Archive for February 15th, 2008

Getting your stacks of information to citizens

Politics is retail, so they say. That’s politics at the municipal, state, provincial and federal levels, and it means paying attention to the details that occupy the everyday life of your citizens.

So why are private sector companies and web 2.0 firms doing such a better job at informing citizens about the nuts and bolts of their civic government and their neighbourhood lives?

Initiatives like EveryBlock, which accumulates government data, news sources, local blogs, flickr feeds and other sources to develop a ground-level view of your life, are not comprehensive but they are extraordinarily useful.

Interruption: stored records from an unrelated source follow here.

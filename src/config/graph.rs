//! Profile dependency graph: name index, validation, leaf and closure queries.
//!
//! Dependencies are stored by name on [`Profile`] and resolved here, once,
//! into an adjacency list over profile indices. Every query works on the
//! indices, so it never depends on the declaration order of the document.

use std::collections::HashMap;

use super::profiles::Profile;
use crate::error::ConfigError;
use crate::tasks::{
    CONFIG_VARIABLES_TASK, DEFAULT_TASK, config_task_name, install_task_name, package_task_name,
};

/// Names the compiler emits as fixed tasks; a profile task would clobber them.
const RESERVED_NAMES: &[&str] = &[DEFAULT_TASK, CONFIG_VARIABLES_TASK];

#[derive(Debug, Clone, Copy, PartialEq, Eq)]
enum Mark {
    Unvisited,
    Visiting,
    Done,
}

/// Validated, acyclic dependency graph over a config's profiles.
#[derive(Debug, Clone, Default)]
pub struct ProfileGraph {
    names: Vec<String>,
    index: HashMap<String, usize>,
    /// `edges[i]` are the indices of profile `i`'s dependencies, in declared order.
    edges: Vec<Vec<usize>>,
}

impl ProfileGraph {
    /// Index the profiles and validate the graph they form.
    ///
    /// # Errors
    ///
    /// - [`ConfigError::ReservedProfileName`] for a profile named like a fixed task
    /// - [`ConfigError::DuplicateProfile`] when a name is declared twice
    /// - [`ConfigError::TaskNameCollision`] when a package's task would take the
    ///   name of a profile task or a fixed task
    /// - [`ConfigError::UnknownReference`] for a dependency on an undefined profile
    /// - [`ConfigError::CyclicDependency`] when the dependencies form a cycle
    pub fn build(profiles: &[Profile]) -> Result<Self, ConfigError> {
        let mut index = HashMap::with_capacity(profiles.len());
        for (i, profile) in profiles.iter().enumerate() {
            if RESERVED_NAMES.contains(&profile.name.as_str()) {
                return Err(ConfigError::ReservedProfileName(profile.name.clone()));
            }
            if index.insert(profile.name.clone(), i).is_some() {
                return Err(ConfigError::DuplicateProfile(profile.name.clone()));
            }
        }

        // Checked against the full index so declaration order does not matter.
        for profile in profiles {
            for package in &profile.packages {
                let derived = [
                    package_task_name(&profile.name, &package.name),
                    install_task_name(&profile.name, &package.name),
                    config_task_name(&profile.name, &package.name),
                ];
                for task in derived {
                    if index.contains_key(&task) || RESERVED_NAMES.contains(&task.as_str()) {
                        return Err(ConfigError::TaskNameCollision {
                            profile: profile.name.clone(),
                            task,
                        });
                    }
                }
            }
        }

        let edges = profiles
            .iter()
            .map(|profile| {
                profile
                    .dependencies
                    .iter()
                    .map(|dep| {
                        index.get(&dep.name).copied().ok_or_else(|| {
                            ConfigError::UnknownReference {
                                profile: profile.name.clone(),
                                dependency: dep.name.clone(),
                            }
                        })
                    })
                    .collect::<Result<Vec<_>, _>>()
            })
            .collect::<Result<Vec<_>, _>>()?;

        let graph = Self {
            names: profiles.iter().map(|p| p.name.clone()).collect(),
            index,
            edges,
        };

        if let Some(cycle) = graph.find_cycle() {
            let path = cycle
                .iter()
                .filter_map(|&i| graph.names.get(i).map(String::as_str))
                .collect::<Vec<_>>()
                .join(" -> ");
            return Err(ConfigError::CyclicDependency(path));
        }

        tracing::debug!(
            "profile graph: {} profiles, {} dependency edges",
            graph.names.len(),
            graph.edges.iter().map(Vec::len).sum::<usize>()
        );
        Ok(graph)
    }

    /// Index of the profile called `name`.
    #[must_use]
    pub fn index_of(&self, name: &str) -> Option<usize> {
        self.index.get(name).copied()
    }

    /// Profiles no other profile depends on, in declaration order.
    #[must_use]
    pub fn leaf_profiles(&self) -> Vec<&str> {
        let mut dependents: Vec<Vec<usize>> = vec![Vec::new(); self.names.len()];
        for (profile, deps) in self.edges.iter().enumerate() {
            for &dep in deps {
                if let Some(list) = dependents.get_mut(dep) {
                    list.push(profile);
                }
            }
        }

        self.names
            .iter()
            .zip(&dependents)
            .filter(|(_, dependents)| dependents.is_empty())
            .map(|(name, _)| name.as_str())
            .collect()
    }

    /// Transitive dependency closure of `name`, the profile itself first.
    ///
    /// Depth-first in dependency-declaration order; each profile appears once,
    /// at its first visit.
    ///
    /// # Errors
    ///
    /// Returns [`ConfigError::UnknownProfile`] if `name` is not defined.
    pub fn used_profiles_for(&self, name: &str) -> Result<Vec<&str>, ConfigError> {
        let start = self
            .index_of(name)
            .ok_or_else(|| ConfigError::UnknownProfile(name.to_string()))?;
        Ok(self
            .closure(start)
            .into_iter()
            .filter_map(|i| self.names.get(i).map(String::as_str))
            .collect())
    }

    /// Preorder closure over indices. Terminates on any graph, cyclic or not.
    fn closure(&self, start: usize) -> Vec<usize> {
        let mut seen = vec![false; self.names.len()];
        let mut order = Vec::new();
        let mut stack = vec![start];

        while let Some(node) = stack.pop() {
            match seen.get_mut(node) {
                Some(flag) if !*flag => *flag = true,
                _ => continue,
            }
            order.push(node);
            if let Some(deps) = self.edges.get(node) {
                stack.extend(deps.iter().rev());
            }
        }

        order
    }

    /// Iterative depth-first search with visiting/done markers.
    ///
    /// Returns the first cycle found as a closed path of indices
    /// (first == last).
    fn find_cycle(&self) -> Option<Vec<usize>> {
        let mut marks = vec![Mark::Unvisited; self.names.len()];

        for start in 0..self.names.len() {
            if marks.get(start) != Some(&Mark::Unvisited) {
                continue;
            }

            // (node, position of the next edge to follow)
            let mut stack: Vec<(usize, usize)> = vec![(start, 0)];
            if let Some(mark) = marks.get_mut(start) {
                *mark = Mark::Visiting;
            }

            while let Some(&(node, next)) = stack.last() {
                let Some(dep) = self.edges.get(node).and_then(|deps| deps.get(next)).copied()
                else {
                    if let Some(mark) = marks.get_mut(node) {
                        *mark = Mark::Done;
                    }
                    stack.pop();
                    continue;
                };

                if let Some(top) = stack.last_mut() {
                    top.1 += 1;
                }

                match marks.get(dep) {
                    Some(Mark::Visiting) => {
                        let from = stack.iter().position(|&(n, _)| n == dep).unwrap_or(0);
                        let mut cycle: Vec<usize> =
                            stack.iter().skip(from).map(|&(n, _)| n).collect();
                        cycle.push(dep);
                        return Some(cycle);
                    }
                    Some(Mark::Unvisited) => {
                        if let Some(mark) = marks.get_mut(dep) {
                            *mark = Mark::Visiting;
                        }
                        stack.push((dep, 0));
                    }
                    _ => {}
                }
            }
        }

        None
    }
}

Most importantly, they take many data points and relate them to you and your location - instead of initiatives like DirectGov, which assume that everyone filters their information and their requests through an intricate knowledge of government hierarchy and bureaucracy.

Filmoculous has an interview with Adrian Holovaty, one of the developers behind EveryBlock, and he discusses the problems he’s had getting data from government agencies:

“… On a completely different note, it’s been a challenge to acquire data from governments. We (namely Dan, our People Person) have been working since July to request formal data feeds from various agencies, and we’ve run into many roadblocks there, from the political to the technical. We expected that, of course, but the expectation doesn’t make it any less of a challenge …”

“… I’d estimate we only have about 10% of the data we’d like in the long term, for Chicago, New York and San Francisco. As we expected, some government agencies haven’t been able to provide us their public data, and the reasons vary. A common reason is a lack of resources. In other cases, we’ve simply been stymied by bureaucracy. But we’re keeping at it …”

Part of the problem seems to be consistency of data collection, classification and distribution. Every city naturally has a separately developed civic infrastructure and information management system. Local politicians have also made different choices when it comes to making information publicly available. For example:

“… We publish building permits in San Francisco and New York, but not in Chicago. We publish filming locations in Chicago, but not in New York or San Francisco. We publish zoning agenda items in San Francisco, but not in the other two cities ..”

I don’t know if, as governments, we will ever find away around political considerations and historic quirks in how we collect, process and make available data. But we can start by thinking of responding to the individual need, rather than framing all our efforts by first identifying our institutional preferences and historic practices - and then deciding what we would like to provide.